What I Saw at Enphase - Mind Blown!

Enphase hqLast month during Intersolar, I (along with colleagues Sara and Victoria) was lucky enough to get invited to see a microgrid demonstration featuring the Enphase next-gen IQ8 at their headquarters in Petaluma, California.  As I had to sign an NDA as the price of admission, I was unable to write about what I had seen until today, when Enphase hosted their annual Analyst’s Day.  But I am no longer bound by that agreement, and can now tell you about what I saw. 

To say that I was impressed would be a gross understatement - quite simply, it was the most astonishing thing I have ever seen in the solar industry.  Settle in and let me tell you what I saw…

What Happens Today

Before I launch into describing the demo, let me remind you of what happens today.  All of the systems that we have installed are what is referred to as “grid-tied” which means that if the grid goes down, the PV system that is capable of back-feeding the grid also goes down, and remains down until the grid comes back.  (This is to prevent your house from being an island of energy, feeding the grid, and potentially injuring a worker trying to restore grid service.  As a result, this feature is known as “anti-islanding” and it is required of all inverter systems that are connected to the grid.)

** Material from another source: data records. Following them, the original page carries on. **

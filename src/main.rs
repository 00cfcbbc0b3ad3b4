//! Voxflow - hold-to-dictate voice input for Linux
//!
//! Run with `voxflow` or `voxflow daemon` to start the daemon.
//! Use `voxflow record start/stop` from compositor keybindings.
//! Use `voxflow status` for bar integrations.

use clap::Parser;
use tracing_subscriber::EnvFilter;
use voxflow::cli::{Cli, Commands, RecordAction};
use voxflow::config::{self, Config, DeliveryMode};
use voxflow::daemon::Daemon;

#[tokio::main]
async fn main() -> anyhow::Result<()> {
    let cli = Cli::parse();

    // Initialize logging
    let log_level = if cli.quiet {
        "error"
    } else {
        match cli.verbose {
            0 => "info",
            1 => "debug",
            _ => "trace",
        }
    };

    tracing_subscriber::fmt()
        .with_env_filter(
            EnvFilter::try_from_default_env()
                .unwrap_or_else(|_| EnvFilter::new(format!("voxflow={},warn", log_level))),
        )
        .with_target(false)
        .init();

    // Load configuration
    let mut config = config::load_config(cli.config.as_deref())?;

    // Apply CLI overrides
    if cli.clipboard {
        config.delivery.mode = DeliveryMode::Clipboard;
    }
    if let Some(model) = cli.model {
        config.recognizer.model = model;
    }
    if let Some(key) = cli.trigger_key {
        config.trigger.key = key;
    }
    if cli.toggle {
        config.trigger.mode = config::ActivationMode::Toggle;
    }

    match cli.command.unwrap_or(Commands::Daemon) {
        Commands::Daemon => {
            let mut daemon = Daemon::new(config);
            daemon.run().await?;
        }
        Commands::Config => {
            show_config(&config);
        }
        Commands::Status { format } => {
            show_status(&config, &format)?;
        }
        Commands::Record { action } => {
            record_command(&config, action)?;
        }
    }

    Ok(())
}

/// Read the daemon's current state from the state file
fn read_state(config: &Config) -> String {
    config
        .resolve_state_file()
        .and_then(|path| std::fs::read_to_string(path).ok())
        .map(|s| s.trim().to_string())
        .unwrap_or_else(|| "stopped".to_string())
}

/// Show daemon status, plain or as Waybar JSON
fn show_status(config: &Config, format: &str) -> anyhow::Result<()> {
    let state = read_state(config);

    if format == "json" {
        let (text, tooltip) = match state.as_str() {
            "recording" => ("🎤", "Recording..."),
            "processing" => ("⏳", "Processing..."),
            "ready" => ("🎙️", "Voxflow ready - hold trigger to dictate"),
            "initializing" => ("…", "Voxflow starting"),
            "error" => ("✗", "Voxflow error - check logs"),
            "stopped" => ("", "Voxflow not running"),
            _ => ("?", "Unknown state"),
        };
        let json = serde_json::json!({
            "text": text,
            "class": state,
            "tooltip": tooltip,
        });
        println!("{}", json);
    } else {
        println!("{}", state);
    }

    Ok(())
}

/// Send a control signal to the running daemon
#[cfg(target_os = "linux")]
fn record_command(config: &Config, action: RecordAction) -> anyhow::Result<()> {
    use nix::sys::signal::{kill, Signal};
    use nix::unistd::Pid;

    let pid_path = Config::runtime_dir().join("pid");
    let pid: i32 = std::fs::read_to_string(&pid_path)
        .map_err(|e| anyhow::anyhow!("Daemon not running? Failed to read {:?}: {}", pid_path, e))?
        .trim()
        .parse()?;

    let signal = match action {
        RecordAction::Start => Signal::SIGUSR1,
        RecordAction::Stop => Signal::SIGUSR2,
        RecordAction::Toggle => {
            if read_state(config) == "recording" {
                Signal::SIGUSR2
            } else {
                Signal::SIGUSR1
            }
        }
    };

    kill(Pid::from_raw(pid), signal)?;
    Ok(())
}

#[cfg(not(target_os = "linux"))]
fn record_command(_config: &Config, _action: RecordAction) -> anyhow::Result<()> {
    anyhow::bail!("'voxflow record' is only supported on Linux")
}

/// Show current configuration
fn show_config(config: &Config) {
    println!("Current Configuration\n");
    println!("=====================\n");

    println!("[trigger]");
    println!("  key = {:?}", config.trigger.key);
    println!("  modifiers = {:?}", config.trigger.modifiers);
    println!("  mode = {:?}", config.trigger.mode);
    println!("  enabled = {}", config.trigger.enabled);

    println!("\n[audio]");
    println!("  device = {:?}", config.audio.device);
    println!("  sample_rate = {}", config.audio.sample_rate);
    println!("  chunk_ms = {}", config.audio.chunk_ms);

    println!("\n[recognizer]");
    println!("  model = {:?}", config.recognizer.model);
    println!("  language = {:?}", config.recognizer.language);
    println!("  partial_interval_ms = {}", config.recognizer.partial_interval_ms);
    if let Some(threads) = config.recognizer.threads {
        println!("  threads = {}", threads);
    }

    println!("\n[session]");
    println!("  warm_up_ms = {}", config.session.warm_up_ms);
    println!("  settle_ms = {}", config.session.settle_ms);

    println!("\n[delivery]");
    println!("  mode = {:?}", config.delivery.mode);
    println!("  fallback_to_clipboard = {}", config.delivery.fallback_to_clipboard);
    println!("  delay_ms = {}", config.delivery.delay_ms);

    if let Some(ref state_file) = config.state_file {
        println!("\nstate_file = {:?}", state_file);
        if let Some(resolved) = config.resolve_state_file() {
            println!("  (resolves to: {:?})", resolved);
        }
    }

    println!("\n---");
    println!(
        "Config file: {:?}",
        Config::default_path().unwrap_or_else(|| "(not found)".into())
    );
    println!("Models dir: {:?}", Config::models_dir());
}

Normally this is not a problem, but last month, when it got super hot out here (think 115° F hot!), both SCE and LADWP suffered dozens of outages, taking down PV systems across large swathes of LA County, and leaving frustrated PV owners without power, or A/C, just like their PV-less brethren.  Not good.

What I Saw in the Lab

Which brings us to what I saw at Enphase last month.

The lab looked like an ordinary industrial space, but with a series of household appliances and tools at one side.  There was a simulated array feeding a bank of IQ8 inverters, and a display that showed the output of the array (i.e., PV production), the total consumption from the loads, and any power being exported or imported to support those loads.  At the start of the demo the only load was a single red lamp, and the display indicated that it was drawing roughly 90 Watts.  The PV array was producing roughly 1.9 kWs, so the excess 1,800 Watts was being exported to the grid.  All super normal stuff.

But then things got interesting…

One of the engineers switched off the breaker that connected the PV array to the grid… and nothing happened!  Well, actually, a lot happened, but what didn’t happen was that the red light did not go off.  It didn’t even flicker to the extent that we could detect it.  But then when you looked at the display you noticed something amazing.  Not only had the microinverters created a grid on their own in fractions of a second, but they had throttled the output down so that now the production of the PV array exactly matched the load of the red light!  And here’s the kicker - there were no batteries attached to this system!!!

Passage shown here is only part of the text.